The arrest and detention of Alhaji King Babatunde Ayinla Nurudeen Olasunkanmi Omidina, aka Baba Suwe, on October 12 2011, has continued to generate headlines. The National Drug Law Enforcement Agency (NDLEA) arrested Baba Suwe, who was on his way to Paris, after its scanner at the Ikeja airport allegedly showed that the popular Yoruba actor had ingested a large quantity of a substance suspected to be narcotics. Though Baba Suwe is said to have defecated several times since his arrest, he has reportedly not excreted any hard drugs. NDLEA said it remained convinced that Baba Suwe would eventually do so. An Ikeja High Court has ordered that Baba Suwe must be released on November 4 2011 if no drug is found in his body.
The Baba Suwe saga is a clear demonstration of how an issue that would, in other climes, be simple and straightforward, could become extremely complicated, even intractable, when it interfaces with what is often called the ‘Nigerian factor’. Both Baba Suwe and the NDLEA have questions to answer: For Baba Suwe, how come the scanning machine, whose reliability appeared to have been established beyond doubt over the years, found traces of substances suspected to be hard drugs in his stomach? Is it true that another scanner at the Lagos State University Teaching Hospital confirmed that substances suspected to be hard drugs were actually lodged in the actor’s stomach? Is it true, as claimed by NDLEA and confirmed by the Vanguard of October 26 2011, that the anti-narcotics agency’s offer for the comedian to be released to his family and lawyers for an independent scanning was not taken up? And for the NDLEA, is there really no other way in this modern age to prove that a substance suspected to be hard drugs was lodged in the actor’s stomach than to wait for him for over two weeks to excrete it out? How would a similar case have been resolved in say the United Kingdom or the USA?
The tales surrounding the arrest and detention of Baba Suwe confirm what we already know about Nigerians – that we may lack everything but never a fertile imagination. Nigerians, no matter their vocations and stations in life, seem to have ready explanations for any issue – be it nuclear physics, landing in the moon or why Okada riders do not want to wear helmets. Problem is that some of these opinions, usually presented as facts obtained from authoritative sources, when repeated often enough through the grapevines and occasionally in the broadsheets, begin to sound like truth, or at best make the search for the truth more arduous. In the Baba Suwe saga there are those who swear that the actor had since defecated out the hard drugs but had bribed his way out of trouble. Others swear that he had used a powerful juju to hide the drug in his system. Yet others allege that he was a victim of a frame-up gone awry, and that the NDLEA is bidding an opportune moment to plant hard drugs it will claim was excreted by the actor. An additional twist was added to the competing tales when an online weblog (saharareporters.com) reported that Dr. Subhash Vijayvargiya, the consultant radiologist at the Lagos State University Teaching Hospital who carried out the CT-scan for NDLEA, is an ex-convict in India who was “sentenced to three years in prison and fined 5,000 Rupees in 2007 after Indian authorities found out his centre had no records of any kind regarding existence and maintenance records of ultrasound machine.”
One of the consequences of these tales is that no matter how the saga ends, many people will remain sceptical. ThisDay’s editorial of October 24 2011 captured the cynicism that will certainly accompany whichever way the saga ends: “If at the end of this show of shame, NDLEA comes forward with some substances allegedly excreted by Baba Suwe, we will recommend a second opinion. Indeed a DNA test should be conducted to confirm that whatever the NDLEA brings forth actually came from inside Baba Suwe as it is most likely that some unscrupulous, overzealous Agency officials in a face-saving move could ‘manufacture’ evidence to prove their case.”

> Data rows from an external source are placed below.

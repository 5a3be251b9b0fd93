//! CSV file data adapter.
//!
//! Layout under `base_path`:
//! - `tickers/{TICKER}.csv`: `date,open,high,low,close,volume`
//! - `trade_logs/{BRANCH}.csv`: `date,active[,rsi]`
//! - `returns/{NAME}.csv`: `date,portfolio_return`
//! - `benchmarks/{NAME}.csv`: `date,close`
//!
//! Columns are matched by header name, case-insensitively.

use crate::domain::error::{DatasetKind, SlopeFilterError};
use crate::domain::series::{BenchmarkPoint, DailyReturn, OscillatorPoint, PricePoint};
use crate::ports::data_port::DataPort;
use chrono::NaiveDate;
use std::fs;
use std::io::ErrorKind;
use std::path::{Path, PathBuf};
use tracing::debug;

const TICKERS_DIR: &str = "tickers";
const TRADE_LOGS_DIR: &str = "trade_logs";
const RETURNS_DIR: &str = "returns";
const BENCHMARKS_DIR: &str = "benchmarks";

pub struct CsvAdapter {
    base_path: PathBuf,
}

impl CsvAdapter {
    pub fn new(base_path: PathBuf) -> Self {
        Self { base_path }
    }

    pub fn base_path(&self) -> &Path {
        &self.base_path
    }

    fn csv_path(&self, dir: &str, name: &str) -> PathBuf {
        self.base_path.join(dir).join(format!("{name}.csv"))
    }

    /// Open a dataset, mapping a missing file to `NotFound`.
    fn open(&self, dir: &str, kind: DatasetKind, name: &str) -> Result<Table, SlopeFilterError> {
        // Names come from the command line; keep them inside base_path.
        if name.is_empty() || name.contains(['/', '\\']) || name.starts_with('.') {
            return Err(SlopeFilterError::NotFound {
                kind,
                name: name.to_string(),
            });
        }
        let path = self.csv_path(dir, name);
        let content = fs::read_to_string(&path).map_err(|e| match e.kind() {
            ErrorKind::NotFound => SlopeFilterError::NotFound {
                kind,
                name: name.to_string(),
            },
            _ => SlopeFilterError::Io(e),
        })?;
        let table = Table::parse(&content, &path.display().to_string())?;
        debug!(path = %path.display(), rows = table.rows.len(), "dataset loaded");
        Ok(table)
    }

    fn list_stems(&self, dir: &str) -> Result<Vec<String>, SlopeFilterError> {
        let path = self.base_path.join(dir);
        let entries = match fs::read_dir(&path) {
            Ok(entries) => entries,
            Err(e) if e.kind() == ErrorKind::NotFound => return Ok(Vec::new()),
            Err(e) => return Err(SlopeFilterError::Io(e)),
        };

        let mut stems = Vec::new();
        for entry in entries {
            let entry = entry?;
            let file_path = entry.path();
            if file_path.extension().is_some_and(|ext| ext == "csv") {
                if let Some(stem) = file_path.file_stem() {
                    stems.push(stem.to_string_lossy().into_owned());
                }
            }
        }
        stems.sort();
        Ok(stems)
    }
}

/// A parsed CSV file with its header row lower-cased.
struct Table {
    source: String,
    headers: Vec<String>,
    rows: Vec<csv::StringRecord>,
}

impl Table {
    fn parse(content: &str, source: &str) -> Result<Self, SlopeFilterError> {
        let parse_err = |reason: String| SlopeFilterError::DataParse {
            source_name: source.to_string(),
            reason,
        };

        let mut rdr = csv::ReaderBuilder::new()
            .trim(csv::Trim::All)
            .from_reader(content.as_bytes());
        let headers = rdr
            .headers()
            .map_err(|e| parse_err(format!("CSV header error: {e}")))?
            .iter()
            .map(|h| h.to_lowercase())
            .collect();
        let rows = rdr
            .records()
            .collect::<Result<Vec<_>, _>>()
            .map_err(|e| parse_err(format!("CSV parse error: {e}")))?;

        Ok(Table {
            source: source.to_string(),
            headers,
            rows,
        })
    }

    fn error(&self, line: usize, reason: impl std::fmt::Display) -> SlopeFilterError {
        SlopeFilterError::DataParse {
            source_name: self.source.clone(),
            reason: format!("row {line}: {reason}"),
        }
    }

    fn column(&self, name: &str) -> Result<usize, SlopeFilterError> {
        self.optional_column(name)
            .ok_or_else(|| SlopeFilterError::DataParse {
                source_name: self.source.clone(),
                reason: format!("missing {name} column"),
            })
    }

    fn optional_column(&self, name: &str) -> Option<usize> {
        self.headers.iter().position(|h| h == name)
    }

    fn field<'r>(&self, record: &'r csv::StringRecord, line: usize, idx: usize) -> Result<&'r str, SlopeFilterError> {
        record
            .get(idx)
            .ok_or_else(|| self.error(line, format!("missing {} value", self.headers[idx])))
    }

    fn date(&self, record: &csv::StringRecord, line: usize, idx: usize) -> Result<NaiveDate, SlopeFilterError> {
        let raw = self.field(record, line, idx)?;
        // Accept a trailing time component, e.g. "2024-01-02 00:00:00".
        let day = raw.split([' ', 'T']).next().unwrap_or(raw);
        NaiveDate::parse_from_str(day, "%Y-%m-%d")
            .map_err(|e| self.error(line, format!("invalid date '{raw}': {e}")))
    }

    fn number(&self, record: &csv::StringRecord, line: usize, idx: usize) -> Result<f64, SlopeFilterError> {
        let raw = self.field(record, line, idx)?;
        let value: f64 = raw
            .parse()
            .map_err(|e| self.error(line, format!("invalid {} value '{raw}': {e}", self.headers[idx])))?;
        if !value.is_finite() {
            return Err(self.error(line, format!("non-finite {} value '{raw}'", self.headers[idx])));
        }
        Ok(value)
    }
}

fn parse_active(raw: &str) -> Option<bool> {
    match raw.to_lowercase().as_str() {
        "1" | "1.0" | "true" => Some(true),
        "0" | "0.0" | "false" => Some(false),
        _ => None,
    }
}

// line numbers are 1-based and count the header row
fn line_of(i: usize) -> usize {
    i + 2
}

impl DataPort for CsvAdapter {
    fn fetch_prices(&self, ticker: &str) -> Result<Vec<PricePoint>, SlopeFilterError> {
        let table = self.open(TICKERS_DIR, DatasetKind::Ticker, ticker)?;
        let (date, open, high, low, close) = (
            table.column("date")?,
            table.column("open")?,
            table.column("high")?,
            table.column("low")?,
            table.column("close")?,
        );
        let volume = table.column("volume")?;

        let mut points = Vec::with_capacity(table.rows.len());
        for (i, record) in table.rows.iter().enumerate() {
            let line = line_of(i);
            let raw_volume = table.field(record, line, volume)?;
            // Some vendors write volume as a float.
            let volume = raw_volume
                .parse::<i64>()
                .or_else(|_| raw_volume.parse::<f64>().map(|v| v as i64))
                .map_err(|e| table.error(line, format!("invalid volume value '{raw_volume}': {e}")))?;
            points.push(PricePoint {
                date: table.date(record, line, date)?,
                open: table.number(record, line, open)?,
                high: table.number(record, line, high)?,
                low: table.number(record, line, low)?,
                close: table.number(record, line, close)?,
                volume,
            });
        }

        points.sort_by_key(|p| p.date);
        Ok(points)
    }

    fn fetch_oscillator(&self, branch: &str) -> Result<Vec<OscillatorPoint>, SlopeFilterError> {
        let table = self.open(TRADE_LOGS_DIR, DatasetKind::TradeLog, branch)?;
        let date = table.column("date")?;
        let active = table.column("active")?;
        let rsi = table.optional_column("rsi");

        let mut points = Vec::with_capacity(table.rows.len());
        for (i, record) in table.rows.iter().enumerate() {
            let line = line_of(i);
            let raw = table.field(record, line, active)?;
            let is_active =
                parse_active(raw).ok_or_else(|| table.error(line, format!("invalid active value '{raw}'")))?;
            let value = match rsi {
                Some(idx) if !table.field(record, line, idx)?.is_empty() => {
                    Some(table.number(record, line, idx)?)
                }
                _ => None,
            };
            points.push(OscillatorPoint {
                date: table.date(record, line, date)?,
                active: is_active,
                value,
            });
        }

        points.sort_by_key(|p| p.date);
        Ok(points)
    }

    fn fetch_daily_returns(&self, dataset: &str) -> Result<Vec<DailyReturn>, SlopeFilterError> {
        let table = self.open(RETURNS_DIR, DatasetKind::Returns, dataset)?;
        let date = table.column("date")?;
        let value = table.column("portfolio_return")?;

        let mut points = table
            .rows
            .iter()
            .enumerate()
            .map(|(i, record)| {
                let line = line_of(i);
                Ok(DailyReturn {
                    date: table.date(record, line, date)?,
                    value: table.number(record, line, value)?,
                })
            })
            .collect::<Result<Vec<_>, SlopeFilterError>>()?;

        points.sort_by_key(|p| p.date);
        Ok(points)
    }

    fn fetch_benchmark(&self, dataset: &str) -> Result<Vec<BenchmarkPoint>, SlopeFilterError> {
        let table = self.open(BENCHMARKS_DIR, DatasetKind::Benchmark, dataset)?;
        let date = table.column("date")?;
        let close = table.column("close")?;

        let mut points = table
            .rows
            .iter()
            .enumerate()
            .map(|(i, record)| {
                let line = line_of(i);
                Ok(BenchmarkPoint {
                    date: table.date(record, line, date)?,
                    close: table.number(record, line, close)?,
                })
            })
            .collect::<Result<Vec<_>, SlopeFilterError>>()?;

        points.sort_by_key(|p| p.date);
        Ok(points)
    }

    fn list_tickers(&self) -> Result<Vec<String>, SlopeFilterError> {
        self.list_stems(TICKERS_DIR)
    }

    fn list_branches(&self) -> Result<Vec<String>, SlopeFilterError> {
        self.list_stems(TRADE_LOGS_DIR)
    }
}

Another issue that the Baba Suwe saga revealed is that while in most parts of the world, the State increases its legitimacy any time it punishes members of the elite or high profile individuals like Baba Suwe, the same rule may not apply in Nigeria. In fact, in a polarised, multi-ethnic and low trust society like ours, while everyone agrees that the State should be firm, any attempt by the State to be as firm as theoretically demanded by the citizens paradoxically increases the suspicion with which it is viewed by some people. This means in essence that some of the incompetence we see in public officials may be deliberate ‘self-censorship’ as doing their jobs as they ought to may have unpalatable consequences for them.